Engin'in   evi bahçeli  müstakil  bir evdi. Evi biraz havalandırıp  mutfağa  geçtim. Annemin gizli bir tarifi vardı  aslında  bildiğimiz tavuk  suyu çorbası  ama içine  farklı  baharatlar  katıyordu. Çorbayı  yapıp  bir kâse  Engin'e götürdüm.

" Imm, bu çok  lezzetli!! Ellerine sağlık. " Çorbayı  içtiğinde  biraz kendine  gelmişti. Ortalığı toparlayıp  gitmek için  ayrılacakken  elimi tuttu.  Gözleri  farklı  bakıyordu.

" Gitme Mila, ne olur. Bak, tanıdığım  çok  iyi bir  avukat  var boşanmanı  sağlayabilirim. Sonra da çok  mutlu  oluruz. " Elleri yüzümde geziniyordu. Onu ittirip tokat attım.

" Ne diyorsun sen be? Bir daha sakın karşıma çıkma! " Tam gidecekken  beni kollarıyla  tutup koltuğa  doğru  fırlattı. Kafam koltuğun köşesindeki  tahtaya çarpmıştı.

Gözlerim  bulanıktı ama Engin'in koşturduğunu duyabiliyordum.

" Mila, özür  dilerim. "

**

Kendime  geldiğimde hareket eden bir yattaydım. Yanımda  Engin vardı.

" Neredeyim? Nereye gidiyoruz? "

Engin oturduğu koltuktan kalkıp  yanıma  geldi. Kafamdaki yarayı  inceliyordu. " Özür  dilerim. Bunu yapmak  zorundaydım. Çok  mutlu olacağız Mila."

Ona defalarca  evli olduğumu,  Kerem'i  sevdiğimi  söylesem de bunu önemsemedi. Sadece beni sevdiğini  söylüyordu. Yattığım  yerden kalkıp odadan çıktım.  Hava kararmıştı. Deniz uçsuz  bucaksız ve korkutucuydu.

" Korkuyorsun  değil mi? Yüzme  de bilmiyorsun.. " Motor durduğunda Engin yanıma  geldi. " Korkularınla  yüzleşmeye  ne dersin? "

Ben daha cevap veremeden beni kucağına  alıp  yattan aşağı  attı. Denizle buluştuğumda korkuyla çırpınmaya  başladım.
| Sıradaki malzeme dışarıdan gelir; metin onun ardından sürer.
impl BeachLine {
    pub fn new(order: Order, seed: u64) -> Self {
        Self {
            order,
            anchor: None,
            len: 0,
            levels: LevelSampler::new(BEACH_DEPTH, seed),
        }
    }

    #[inline]
    pub fn len(&self) -> usize {
        self.len
    }

    #[inline]
    pub fn is_empty(&self) -> bool {
        self.len == 0
    }

    #[inline]
    pub fn anchor(&self) -> Option<SlotId> {
        self.anchor
    }

    /// Start the beach line with a single arc
    pub fn insert_first<T: ArcSlot>(
        &mut self,
        arena: &mut Arena<T>,
        sites: &[Site],
        token: &SweepToken<'_>,
        id: SlotId,
    ) {
        let arc = arena[id].arc_mut();
        arc.prev = id;
        arc.next = id;
        arc.skips = [Some(id); BEACH_DEPTH];
        arc.prev_skips = [Some(id); BEACH_DEPTH];
        arc.boundary_key = None;
        let cell = sites[arc.site as usize].cell;

        self.anchor = Some(id);
        self.len = 1;
        token.increment_arcs(cell);
    }

    /// Add the second arc directly after the anchor
    pub fn insert_second<T: ArcSlot>(
        &mut self,
        arena: &mut Arena<T>,
        sites: &[Site],
        token: &SweepToken<'_>,
        id: SlotId,
    ) {
        let Some(anchor) = self.anchor else {
            self.insert_first(arena, sites, token, id);
            return;
        };

        self.link_after(arena, id, anchor);
        token.increment_arcs(sites[arena[id].arc().site as usize].cell);

        let mut preds = [anchor; BEACH_DEPTH];
        self.add_skips(arena, id, &mut preds);
    }

    /// Split the arc above the site of `id` and insert `id` into it
    ///
    /// `split_half` receives the split arc's site and is placed right after
    /// `id`, so the new arc ends up between the two halves.
    pub fn find_and_insert<T: ArcSlot>(
        &mut self,
        arena: &mut Arena<T>,
        sites: &[Site],
        token: &SweepToken<'_>,
        id: SlotId,
        split_half: SlotId,
        sweep_polar: f64,
    ) {
        let Some(anchor) = self.anchor else {
            self.insert_first(arena, sites, token, id);
            return;
        };

        // In the shifted frame the new site sits at azimuth 0, so the arc
        // ending last before wrapping around is the one left of the site.
        let shift = TAU - sites[arena[id].arc().site as usize].azimuth;
        let sweep = SweepLine::new(sweep_polar);

        let mut curr = anchor;
        let mut preds = [anchor; BEACH_DEPTH];
        for level in (0..BEACH_DEPTH).rev() {
            loop {
                let next = arena[curr].arc().skips[level].unwrap_or(curr);
                if next == curr || !self.end_is_greater(arena, sites, curr, next, &sweep, shift) {
                    break;
                }
                curr = next;
            }
            preds[level] = curr;
        }

        loop {
            let next = arena[curr].arc().next;
            if next == curr || !self.end_is_greater(arena, sites, curr, next, &sweep, shift) {
                break;
            }
            curr = next;
        }

        let split = arena[curr].arc().next;
        for (level, pred) in preds.iter_mut().enumerate() {
            if arena[*pred].arc().skips[level] == Some(split) {
                *pred = split;
            }
        }

        let split_site = arena[split].arc().site;
        arena[split_half].arc_mut().site = split_site;

        self.link_after(arena, id, split);
        self.link_after(arena, split_half, id);
        token.increment_arcs(sites[arena[id].arc().site as usize].cell);
        token.increment_arcs(sites[split_site as usize].cell);

        self.add_skips(arena, id, &mut preds);
        self.add_skips(arena, split_half, &mut preds);
    }

    /// Remove an arc from the base list and every skip level
    pub fn erase<T: ArcSlot>(
        &mut self,
        arena: &mut Arena<T>,
        sites: &[Site],
        token: &SweepToken<'_>,
        id: SlotId,
    ) {
        let Some(anchor) = self.anchor else {
            return;
        };
        let cell = sites[arena[id].arc().site as usize].cell;

        if self.len == 1 {
            self.anchor = None;
            self.len = 0;
            let arc = arena[id].arc_mut();
            arc.skips = [None; BEACH_DEPTH];
            arc.prev_skips = [None; BEACH_DEPTH];
            token.decrement_arcs(cell);
            return;
        }

        if anchor == id {
            self.move_anchor(arena, id);
        }

        self.unlink_skips(arena, id);

        let (prev, next) = {
            let arc = arena[id].arc();
            (arc.prev, arc.next)
        };
        let prev_arc = arena[prev].arc_mut();
        prev_arc.next = next;
        prev_arc.boundary_key = None;
        arena[next].arc_mut().prev = prev;

        let arc = arena[id].arc_mut();
        arc.prev = SlotId::UNLINKED;
        arc.next = SlotId::UNLINKED;
        arc.boundary_key = None;

        self.len -= 1;
        token.decrement_arcs(cell);
    }

    /// Arcs in azimuth order, starting at the anchor
    pub fn iter<'a, T: ArcSlot>(&self, arena: &'a Arena<T>) -> impl Iterator<Item = SlotId> + 'a {
        std::iter::successors(self.anchor, move |&id| Some(arena[id].arc().next)).take(self.len)
    }

    /// Walk the whole structure and return the arc count if it is consistent
    ///
    /// Checks the prev/next pairing of the base list and that every skip
    /// level is a circular, back-linked subsequence of it that contains the
    /// anchor.
    pub fn audit<T: ArcSlot>(&self, arena: &Arena<T>) -> Option<usize> {
        let Some(anchor) = self.anchor else {
            return (self.len == 0).then_some(0);
        };

        let mut position = vec![usize::MAX; arena.len()];
        let mut count = 0;
        let mut curr = anchor;
        loop {
            if count >= self.len || position[curr.index()] != usize::MAX {
                return None;
            }
            position[curr.index()] = count;
            count += 1;

            let next = arena[curr].arc().next;
            if arena[next].arc().prev != curr {
                return None;
            }
            curr = next;
            if curr == anchor {
                break;
            }
        }
        if count != self.len {
            return None;
        }

        for level in 0..BEACH_DEPTH {
            let mut curr = anchor;
            let mut last_position = 0;
            loop {
                let next = arena[curr].arc().skips[level]?;
                if arena[next].arc().prev_skips[level] != Some(curr) {
                    return None;
                }
                if next == anchor {
                    break;
                }
                let next_position = position[next.index()];
                if next_position == usize::MAX || next_position <= last_position {
                    return None;
                }
                last_position = next_position;
                curr = next;
            }
        }

        Some(count)
    }

    /// Whether the boundary at the end of `next` lies farther than the one
    /// at the end of `curr`, refreshing both in one batched evaluation
    fn end_is_greater<T: ArcSlot>(
        &self,
        arena: &mut Arena<T>,
        sites: &[Site],
        curr: SlotId,
        next: SlotId,
        sweep: &SweepLine,
        shift: f64,
    ) -> bool {
        let key = Some((sweep.polar, shift));
        if arena[curr].arc().boundary_key != key || arena[next].arc().boundary_key != key {
            let [curr_end, next_end] = self.boundaries(arena, sites, curr, next, sweep, shift);
            let arc = arena[curr].arc_mut();
            arc.boundary = curr_end;
            arc.boundary_key = key;
            let arc = arena[next].arc_mut();
            arc.boundary = next_end;
            arc.boundary_key = key;
        }
        arena[next].arc().boundary > arena[curr].arc().boundary
    }

    /// End boundaries of two arcs against their base-list successors
    fn boundaries<T: ArcSlot>(
        &self,
        arena: &Arena<T>,
        sites: &[Site],
        first: SlotId,
        second: SlotId,
        sweep: &SweepLine,
        shift: f64,
    ) -> [f64; 2] {
        let site_of = |id: SlotId| &sites[arena[id].arc().site as usize];
        let first_next = arena[first].arc().next;
        let second_next = arena[second].arc().next;

        match self.order {
            Order::Increasing => intersect_pair(
                site_of(first),
                site_of(first_next),
                site_of(second),
                site_of(second_next),
                sweep,
                shift,
            ),
            Order::Decreasing => intersect_pair(
                site_of(first_next),
                site_of(first),
                site_of(second_next),
                site_of(second),
                sweep,
                shift,
            ),
        }
    }

    fn link_after<T: ArcSlot>(&mut self, arena: &mut Arena<T>, id: SlotId, at: SlotId) {
        let next = arena[at].arc().next;

        let arc = arena[id].arc_mut();
        arc.prev = at;
        arc.next = next;
        arc.boundary_key = None;

        let at_arc = arena[at].arc_mut();
        at_arc.next = id;
        at_arc.boundary_key = None;
        arena[next].arc_mut().prev = id;

        self.len += 1;
    }

    /// Link `id` into a random number of levels after `preds`
    ///
    /// `preds[level]` is advanced to `id` for every level it joins, so a
    /// second arc inserted right after it links in behind it.
    fn add_skips<T: ArcSlot>(
        &mut self,
        arena: &mut Arena<T>,
        id: SlotId,
        preds: &mut [SlotId; BEACH_DEPTH],
    ) {
        let count = self.levels.sample();
        for (level, pred) in preds.iter_mut().enumerate().take(count) {
            let Some(succ) = arena[*pred].arc().skips[level] else {
                break;
            };
            let arc = arena[id].arc_mut();
            arc.skips[level] = Some(succ);
            arc.prev_skips[level] = Some(*pred);
            arena[succ].arc_mut().prev_skips[level] = Some(id);
            arena[*pred].arc_mut().skips[level] = Some(id);
            *pred = id;
        }
    }

    fn unlink_skips<T: ArcSlot>(&mut self, arena: &mut Arena<T>, id: SlotId) {
        for level in 0..BEACH_DEPTH {
            let arc = arena[id].arc();
            let (Some(succ), Some(pred)) = (arc.skips[level], arc.prev_skips[level]) else {
                break;
            };
            arena[succ].arc_mut().prev_skips[level] = Some(pred);
            arena[pred].arc_mut().skips[level] = Some(succ);

            let arc = arena[id].arc_mut();
            arc.skips[level] = None;
            arc.prev_skips[level] = None;
        }
    }

    /// Hand the anchor role to a surviving arc before `id` is removed
    fn move_anchor<T: ArcSlot>(&mut self, arena: &mut Arena<T>, id: SlotId) {
        if let Some(top) = arena[id].arc().skips[BEACH_DEPTH - 1] {
            if top != id {
                self.anchor = Some(top);
                return;
            }
        }

        // No other arc reaches the top level: the successor inherits every
        // level it is missing, right behind the old anchor.
        let next = arena[id].arc().next;
        for level in 0..BEACH_DEPTH {
            if arena[next].arc().skips[level].is_some() {
                continue;
            }
            let Some(succ) = arena[id].arc().skips[level] else {
                continue;
            };
            let next_arc = arena[next].arc_mut();
            next_arc.skips[level] = Some(succ);
            next_arc.prev_skips[level] = Some(id);
            arena[succ].arc_mut().prev_skips[level] = Some(next);
            arena[id].arc_mut().skips[level] = Some(next);
        }
        self.anchor = Some(next);
    }
}
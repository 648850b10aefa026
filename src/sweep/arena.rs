//! Fixed-capacity slot arena
//!
//! Beach-line and event-queue nodes refer to each other by [`SlotId`] rather
//! than by pointer. Slots are never released one by one; the whole arena is
//! dropped when its sweep ends.

use std::fmt;
use std::ops::{Index, IndexMut};

/// Typed index of a slot in an [`Arena`]
#[derive(Clone, Copy, PartialEq, Eq, Hash, PartialOrd, Ord)]
pub struct SlotId(u32);

impl SlotId {
    /// Placeholder for links of a node that is not in any list
    pub const UNLINKED: SlotId = SlotId(u32::MAX);

    #[inline]
    pub fn index(self) -> usize {
        self.0 as usize
    }
}

impl fmt::Debug for SlotId {
    fn fmt(&self, f: &mut fmt::Formatter<'_>) -> fmt::Result {
        write!(f, "slot_{}", self.0)
    }
}

/// Bump-allocated storage with a hard capacity
///
/// The capacity is an upper bound the caller commits to up front; a sweep over
/// N sites allocates at most 2N slots. Exceeding it is a bug in the caller and
/// panics.
#[derive(Debug, Clone)]
pub struct Arena<T> {
    slots: Vec<T>,
    capacity: usize,
}

impl<T> Arena<T> {
    pub fn with_capacity(capacity: usize) -> Self {
        assert!(
            capacity <= u32::MAX as usize,
            "arena capacity {} does not fit a slot id",
            capacity
        );
        Self {
            slots: Vec::with_capacity(capacity),
            capacity,
        }
    }

    /// Place `value` in the next free slot
    ///
    /// # Panics
    ///
    /// Panics when the arena is full.
    #[inline]
    pub fn alloc(&mut self, value: T) -> SlotId {
        assert!(
            self.slots.len() < self.capacity,
            "arena exhausted: all {} slots in use",
            self.capacity
        );
        self.slots.push(value);
        SlotId((self.slots.len() - 1) as u32)
    }

    /// Number of slots handed out so far
    #[inline]
    pub fn len(&self) -> usize {
        self.slots.len()
    }

    #[inline]
    pub fn is_empty(&self) -> bool {
        self.slots.is_empty()
    }

    #[inline]
    pub fn capacity(&self) -> usize {
        self.capacity
    }

    /// Ids of all allocated slots, in allocation order
    pub fn ids(&self) -> impl Iterator<Item = SlotId> {
        (0..self.slots.len() as u32).map(SlotId)
    }
}

impl<T> Index<SlotId> for Arena<T> {
    type Output = T;

    #[inline]
    fn index(&self, id: SlotId) -> &T {
        &self.slots[id.index()]
    }
}

impl<T> IndexMut<SlotId> for Arena<T> {
    #[inline]
    fn index_mut(&mut self, id: SlotId) -> &mut T {
        &mut self.slots[id.index()]
    }
}

#[cfg(test)]
mod tests {
    use super::*;

    #[test]
    fn test_alloc_and_index() {
        let mut arena = Arena::with_capacity(3);
        let a = arena.alloc("a");
        let b = arena.alloc("b");

        assert_eq!(arena[a], "a");
        assert_eq!(arena[b], "b");
        assert_eq!(arena.len(), 2);
        assert_eq!(arena.capacity(), 3);

        arena[a] = "c";
        assert_eq!(arena[a], "c");
        assert_eq!(arena.ids().collect::<Vec<_>>(), vec![a, b]);
        assert_eq!(format!("{:?}", b), "slot_1");
    }

    #[test]
    #[should_panic(expected = "arena exhausted")]
    fn test_overflow_panics() {
        let mut arena = Arena::with_capacity(1);
        arena.alloc(1u8);
        arena.alloc(2u8);
    }
}
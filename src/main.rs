fn main() {
    if let Err(err) = crane_listings::run() {
        eprintln!("error: {err:#}");
        std::process::exit(1);
    }
}
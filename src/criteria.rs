//! Filter criteria and the predicates derived from them.
//!
//! [`Criteria`] carries one optional value per filter dimension, exactly as a
//! listing sidebar would collect it. [`build_predicates()`] turns the criteria
//! into the set of active [`Predicate`]s for a normalized, coerced dataset:
//!
//! | Dimension    | Column       | Built when                                   |
//! |--------------|--------------|----------------------------------------------|
//! | title        | `title`      | column present and search term non-empty     |
//! | location     | `location`   | column present and search term non-empty     |
//! | condition    | `condition`  | column present and selection not `All`       |
//! | crane type   | `crane type` | always enumerated; missing column is fatal   |
//! | price        | `price`      | column holds at least one number             |
//!
//! The price bounds are observed over the rows left by the other predicates, so
//! a search that narrows to unpriced listings applies no price filter at all.

use std::path::Path;

use anyhow::{Context, Result};
use itertools::Itertools;
use log::debug;
use serde::{Deserialize, Serialize};

use crate::{
    coerce::PRICE_COLUMN,
    data::{Dataset, Value},
    error::PipelineError,
    filter::{Predicate, apply_filters},
};

/// Selection value meaning "this dimension is inactive".
pub const ALL: &str = "All";

pub const TITLE_COLUMN: &str = "title";
pub const LOCATION_COLUMN: &str = "location";
pub const CONDITION_COLUMN: &str = "condition";
pub const CRANE_TYPE_COLUMN: &str = "crane type";

#[derive(Debug, Clone, Default, PartialEq, Serialize, Deserialize)]
#[serde(default, rename_all = "snake_case")]
pub struct Criteria {
    pub title: Option<String>,
    pub location: Option<String>,
    pub condition: Option<String>,
    pub crane_type: Option<String>,
    pub price_range: Option<PriceRange>,
}

/// Inclusive price bounds. A missing side falls back to the observed bound.
#[derive(Debug, Clone, Copy, Default, PartialEq, Eq, Serialize, Deserialize)]
#[serde(default)]
pub struct PriceRange {
    pub min: Option<i64>,
    pub max: Option<i64>,
}

impl Criteria {
    /// Loads criteria from a YAML or JSON file, chosen by extension.
    pub fn load(path: &Path) -> Result<Self> {
        let is_json = path
            .extension()
            .and_then(|ext| ext.to_str())
            .is_some_and(|ext| ext.eq_ignore_ascii_case("json"));
        let raw = std::fs::read_to_string(path)
            .with_context(|| format!("Reading criteria file {path:?}"))?;
        let criteria = if is_json {
            serde_json::from_str(&raw)?
        } else {
            serde_yaml::from_str(&raw)?
        };
        Ok(criteria)
    }

    /// Overlays every field set in `other` onto `self`.
    pub fn merge(mut self, other: Criteria) -> Self {
        if other.title.is_some() {
            self.title = other.title;
        }
        if other.location.is_some() {
            self.location = other.location;
        }
        if other.condition.is_some() {
            self.condition = other.condition;
        }
        if other.crane_type.is_some() {
            self.crane_type = other.crane_type;
        }
        if let Some(range) = other.price_range {
            let base = self.price_range.unwrap_or_default();
            self.price_range = Some(PriceRange {
                min: range.min.or(base.min),
                max: range.max.or(base.max),
            });
        }
        self
    }
}

/// Distinct, non-null values of `column`, sorted.
///
/// The [`ALL`] sentinel is not part of the result; a selector prepends it.
pub fn categorical_options(
    dataset: &Dataset,
    column: &str,
) -> Result<Vec<String>, PipelineError> {
    let values = dataset
        .column_values(column)
        .ok_or_else(|| PipelineError::missing_column(column))?;
    Ok(values
        .filter(|value| !value.is_null())
        .map(Value::as_display)
        .sorted()
        .dedup()
        .collect())
}

/// Observed minimum and maximum price, truncated toward zero.
pub fn price_bounds(dataset: &Dataset) -> Option<(f64, f64)> {
    let (min, max) = dataset
        .column_values(PRICE_COLUMN)?
        .filter_map(Value::as_number)
        .minmax_by(f64::total_cmp)
        .into_option()?;
    Some((min.trunc(), max.trunc()))
}

pub fn build_predicates(
    dataset: &Dataset,
    criteria: &Criteria,
) -> Result<Vec<Predicate>, PipelineError> {
    let mut predicates = Vec::new();

    for (column, term) in [
        (TITLE_COLUMN, &criteria.title),
        (LOCATION_COLUMN, &criteria.location),
    ] {
        if let Some(term) = active_term(term)
            && dataset.has_column(column)
        {
            predicates.push(Predicate::contains(column, term));
        }
    }

    if dataset.has_column(CONDITION_COLUMN) {
        let options = categorical_options(dataset, CONDITION_COLUMN)?;
        debug!("Condition options: {options:?}");
        if let Some(selected) = active_selection(&criteria.condition) {
            predicates.push(Predicate::equals(CONDITION_COLUMN, selected));
        }
    }

    // No existence guard: a dataset without crane types cannot be filtered.
    let crane_types = categorical_options(dataset, CRANE_TYPE_COLUMN)?;
    debug!("Crane type options: {crane_types:?}");
    if let Some(selected) = active_selection(&criteria.crane_type) {
        predicates.push(Predicate::equals(CRANE_TYPE_COLUMN, selected));
    }

    let narrowed = apply_filters(dataset, &predicates);
    if let Some((observed_min, observed_max)) = price_bounds(&narrowed) {
        let requested = criteria.price_range.unwrap_or_default();
        let min = requested.min.map_or(observed_min, |v| v as f64);
        let max = requested.max.map_or(observed_max, |v| v as f64);
        if min > max {
            return Err(PipelineError::InvalidPriceRange { min, max });
        }
        predicates.push(Predicate::range(PRICE_COLUMN, min, max));
    } else {
        debug!("No numeric prices observed; price filter omitted");
    }

    Ok(predicates)
}

fn active_term(term: &Option<String>) -> Option<&str> {
    term.as_deref().filter(|t| !t.is_empty())
}

fn active_selection(selection: &Option<String>) -> Option<&str> {
    selection.as_deref().filter(|s| !s.is_empty() && *s != ALL)
}
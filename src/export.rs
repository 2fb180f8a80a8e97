//! Serialization of datasets into downloadable payloads.
//!
//! Both exporters build the whole payload in memory. Nothing is cached; call
//! again to re-export.

use log::debug;
use rust_xlsxwriter::{Workbook, XlsxError};

use crate::{
    data::{Dataset, Value},
    error::PipelineError,
    io_utils,
};

pub const SHEET_NAME: &str = "Listings";
pub const CSV_FILE_NAME: &str = "filtered_cranes.csv";
pub const XLSX_FILE_NAME: &str = "filtered_cranes.xlsx";

pub fn to_csv_bytes(dataset: &Dataset) -> Result<Vec<u8>, PipelineError> {
    let mut writer = io_utils::open_csv_writer(Vec::new());
    writer.write_record(dataset.columns())?;
    for row in dataset.rows() {
        writer.write_record(row.iter().map(Value::as_display))?;
    }
    let bytes = writer
        .into_inner()
        .map_err(|err| PipelineError::Io(err.into_error()))?;
    debug!("Serialized {} row(s) to {} CSV byte(s)", dataset.len(), bytes.len());
    Ok(bytes)
}

pub fn to_xlsx_bytes(dataset: &Dataset) -> Result<Vec<u8>, PipelineError> {
    let mut workbook = Workbook::new();
    let worksheet = workbook.add_worksheet();
    worksheet.set_name(SHEET_NAME)?;

    for (col, name) in dataset.columns().iter().enumerate() {
        worksheet.write_string(0, cell_col(col)?, name.as_str())?;
    }
    for (row_idx, row) in dataset.rows().iter().enumerate() {
        let row_num = cell_row(row_idx + 1)?;
        for (col, value) in row.iter().enumerate() {
            match value {
                Value::Text(text) => {
                    worksheet.write_string(row_num, cell_col(col)?, text.as_str())?;
                }
                Value::Number(number) => {
                    worksheet.write_number(row_num, cell_col(col)?, *number)?;
                }
                Value::Null => {}
            }
        }
    }

    let bytes = workbook.save_to_buffer()?;
    debug!(
        "Serialized {} row(s) to {} XLSX byte(s)",
        dataset.len(),
        bytes.len()
    );
    Ok(bytes)
}

fn cell_row(idx: usize) -> Result<u32, PipelineError> {
    u32::try_from(idx).map_err(|_| XlsxError::RowColumnLimitError.into())
}

fn cell_col(idx: usize) -> Result<u16, PipelineError> {
    u16::try_from(idx).map_err(|_| XlsxError::RowColumnLimitError.into())
}
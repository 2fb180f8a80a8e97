//! Cache of parsed sources keyed by path and content fingerprint.
//!
//! A lookup always re-reads the source bytes and hashes them with SHA-256.
//! When the digest matches the cached entry the parsed dataset is reused
//! without touching the CSV parser; otherwise the source is parsed again and
//! the entry replaced.

use std::{
    collections::HashMap,
    path::{Path, PathBuf},
};

use anyhow::{Context, Result};
use encoding_rs::Encoding;
use log::debug;
use sha2::{Digest, Sha256};

use crate::{data::Dataset, load};

pub type Fingerprint = [u8; 32];

pub fn fingerprint(bytes: &[u8]) -> Fingerprint {
    let mut out = [0u8; 32];
    out.copy_from_slice(&Sha256::digest(bytes));
    out
}

#[derive(Debug)]
struct CacheEntry {
    fingerprint: Fingerprint,
    encoding: &'static Encoding,
    dataset: Dataset,
}

#[derive(Debug, Default)]
pub struct DatasetCache {
    entries: HashMap<PathBuf, CacheEntry>,
    hits: usize,
    misses: usize,
}

impl DatasetCache {
    pub fn new() -> Self {
        Self::default()
    }

    /// Returns the raw dataset for `path`, parsing only when the content changed.
    pub fn load(&mut self, path: &Path, encoding: &'static Encoding) -> Result<Dataset> {
        let bytes = load::read_source(path)?;
        let digest = fingerprint(&bytes);

        if let Some(entry) = self.entries.get(path)
            && entry.fingerprint == digest
            && entry.encoding == encoding
        {
            self.hits += 1;
            debug!("Cache hit for {path:?}");
            return Ok(entry.dataset.clone());
        }

        self.misses += 1;
        debug!("Cache miss for {path:?}; parsing");
        let dataset =
            load::parse_csv(&bytes, encoding).with_context(|| format!("Parsing {path:?}"))?;
        self.entries.insert(
            path.to_path_buf(),
            CacheEntry {
                fingerprint: digest,
                encoding,
                dataset: dataset.clone(),
            },
        );
        Ok(dataset)
    }

    pub fn invalidate(&mut self, path: &Path) -> bool {
        self.entries.remove(path).is_some()
    }

    pub fn len(&self) -> usize {
        self.entries.len()
    }

    pub fn is_empty(&self) -> bool {
        self.entries.is_empty()
    }

    pub fn hits(&self) -> usize {
        self.hits
    }

    pub fn misses(&self) -> usize {
        self.misses
    }
}
//! Column name canonicalization.
//!
//! Source exports disagree on casing (`Title`, `PRICE`, `Crane Type`), so every
//! column is lower-cased once at load time and all later lookups use the
//! lower-case vocabulary.

use log::debug;

use crate::data::Dataset;

pub fn normalize_column_name(name: &str) -> String {
    name.to_lowercase()
}

/// Lower-cases every column name.
///
/// When two source columns collapse to the same name the later one wins: the
/// merged column stays at the position of its first occurrence and carries the
/// values of the last.
pub fn normalize_columns(dataset: Dataset) -> Dataset {
    let (columns, rows) = dataset.into_parts();

    let mut names: Vec<String> = Vec::with_capacity(columns.len());
    let mut targets = Vec::with_capacity(columns.len());
    for column in &columns {
        let normalized = normalize_column_name(column);
        match names.iter().position(|existing| existing == &normalized) {
            Some(idx) => {
                debug!("Column '{column}' overwrites earlier column '{normalized}'");
                targets.push(idx);
            }
            None => {
                targets.push(names.len());
                names.push(normalized);
            }
        }
    }

    if names.len() == columns.len() {
        return Dataset::new(names, rows);
    }

    let width = names.len();
    let rows = rows
        .into_iter()
        .map(|row| {
            let mut merged = vec![Default::default(); width];
            for (value, &target) in row.into_iter().zip(&targets) {
                merged[target] = value;
            }
            merged
        })
        .collect();
    Dataset::new(names, rows)
}
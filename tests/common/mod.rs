#![allow(dead_code)]

use std::fs::File;
use std::io::Write;
use std::path::{Path, PathBuf};

use crane_listings::data::{Dataset, Value};
use tempfile::{TempDir, tempdir};

/// Mixed-case export as produced by the listing scrapers.
pub const LISTINGS_CSV: &str = "\
Title,Location,Condition,Crane Type,Price
Grove RT890E Rough Terrain,\"Houston, TX\",Used,Rough Terrain,\"$450,000\"
Liebherr LTM 1100,\"Denver, CO\",New,All Terrain,\"$1,250,000\"
Manitowoc 999 Crawler,\"Tulsa, OK\",Used,Crawler,Call for price
Terex RT 780,\"Austin, TX\",,Rough Terrain,\"$310,500 USD\"
";

/// Scratch directory helper that cleans up files automatically on drop.
pub struct TestWorkspace {
    temp_dir: TempDir,
}

impl TestWorkspace {
    pub fn new() -> Self {
        Self {
            temp_dir: tempdir().expect("temp dir"),
        }
    }

    pub fn path(&self) -> &Path {
        self.temp_dir.path()
    }

    /// Writes `contents` into a file under the workspace and returns the path.
    pub fn write(&self, name: &str, contents: &str) -> PathBuf {
        let path = self.temp_dir.path().join(name);
        let mut file = File::create(&path).expect("create temp file");
        file.write_all(contents.as_bytes())
            .expect("write temp file contents");
        path
    }

    pub fn write_listings(&self) -> PathBuf {
        self.write("cranes.csv", LISTINGS_CSV)
    }
}

pub fn text(value: &str) -> Value {
    Value::Text(value.to_string())
}

/// The two-record dataset used throughout the filtering properties.
pub fn two_cranes() -> Dataset {
    Dataset::new(
        vec![
            "title".into(),
            "condition".into(),
            "crane type".into(),
            "price".into(),
        ],
        vec![
            vec![text("Crane A"), text("Used"), text("Crawler"), text("$10,000")],
            vec![text("Crane B"), text("New"), text("Tower"), text("$25,000")],
        ],
    )
}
Batıp  çıkıyordum. " Engin, lütfen! " En sonunda Engin bana bir can simidi atmıştı. Simide sarılıp  yata çıkmayı başardım. " Gerizekalı! " Kendime gelmem biraz zaman almıştı.

" Avukat arkadaşımla  konuştum da boşanman biraz  zor ama Kerem  ölürse  otomatikman boşanmış oluyorsun. " dedi sırıtarak.